### What is required:
Needed from the data below: all lines that contain the word "MissedTickBehavior".

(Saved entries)
· · · ·
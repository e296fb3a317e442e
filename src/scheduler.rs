//! Sync triggers: once at startup, on a fixed interval, and on demand.

use std::time::Duration;
use tokio::task::JoinHandle;
use tokio::time::{interval_at, Instant, MissedTickBehavior};

use crate::api::mission_store::SharedMissionStore;
use crate::launches::SharedLaunchFeed;
use crate::sync::refresh_and_sync;

/// Run one refresh-and-sync before the server starts accepting requests.
pub async fn run_startup_sync(store: &SharedMissionStore, feed: &SharedLaunchFeed) {
    tracing::info!("Loading initial SpaceX data");
    refresh_and_sync(store.as_ref(), feed).await;
}

/// Spawn the periodic trigger. The first run happens one `period` from now.
pub fn spawn_periodic_sync(
    store: SharedMissionStore,
    feed: SharedLaunchFeed,
    period: Duration,
) -> JoinHandle<()> {
    tokio::spawn(async move {
        let mut ticker = interval_at(Instant::now() + period, period);
        ticker.set_missed_tick_behavior(MissedTickBehavior::Delay);
        loop {
            ticker.tick().await;
            tracing::info!("Running periodic mission update");
            refresh_and_sync(store.as_ref(), &feed).await;
        }
    })
}

/// Spawn a single detached refresh-and-sync run.
pub fn spawn_sync_run(store: SharedMissionStore, feed: SharedLaunchFeed) -> JoinHandle<()> {
    tokio::spawn(async move {
        if let Some(report) = refresh_and_sync(store.as_ref(), &feed).await {
            tracing::debug!("Manual mission update finished: {:?}", report);
        }
    })
}
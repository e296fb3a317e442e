//! Welcome message and server-rendered pages.

use std::sync::Arc;

use axum::{extract::State, response::Html, Json};
use rand::seq::SliceRandom;

use super::error::ApiError;
use super::mission_store::MissionStats;
use super::routes::AppState;
use super::types::MessageResponse;

const INDEX_TEMPLATE: &str = include_str!("../../templates/index.html");
const NEWS_TEMPLATE: &str = include_str!("../../templates/news.html");

pub const FUN_FACTS: &[&str] = &[
    "The sun is 330,000 times more massive than Earth!",
    "One day on Venus is longer than a year on Venus.",
    "The Milky Way has over 200 billion stars.",
    "Space is completely silent because there's no air.",
    "Jupiter's Great Red Spot is a massive storm that has raged for hundreds of years.",
];

pub async fn read_root() -> Json<MessageResponse> {
    Json(MessageResponse::new("Welcome to Space Nomad!"))
}

fn render_index(stats: &MissionStats, fun_fact: &str) -> String {
    INDEX_TEMPLATE
        .replace("{{total_missions}}", &stats.total.to_string())
        .replace("{{completed_missions}}", &stats.completed.to_string())
        .replace("{{ongoing_missions}}", &stats.ongoing.to_string())
        .replace("{{fun_fact}}", fun_fact)
}

/// Home page with mission counts and a random fact.
pub async fn read_home(State(state): State<Arc<AppState>>) -> Result<Html<String>, ApiError> {
    let stats = state.store.mission_stats().await?;
    let fun_fact = FUN_FACTS
        .choose(&mut rand::thread_rng())
        .copied()
        .unwrap_or_default();
    Ok(Html(render_index(&stats, fun_fact)))
}

pub async fn news() -> Html<&'static str> {
    Html(NEWS_TEMPLATE)
}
· · · ·
### Response to this exercise:
use tokio::time::{interval_at, Instant, MissedTickBehavior};
        ticker.set_missed_tick_behavior(MissedTickBehavior::Delay);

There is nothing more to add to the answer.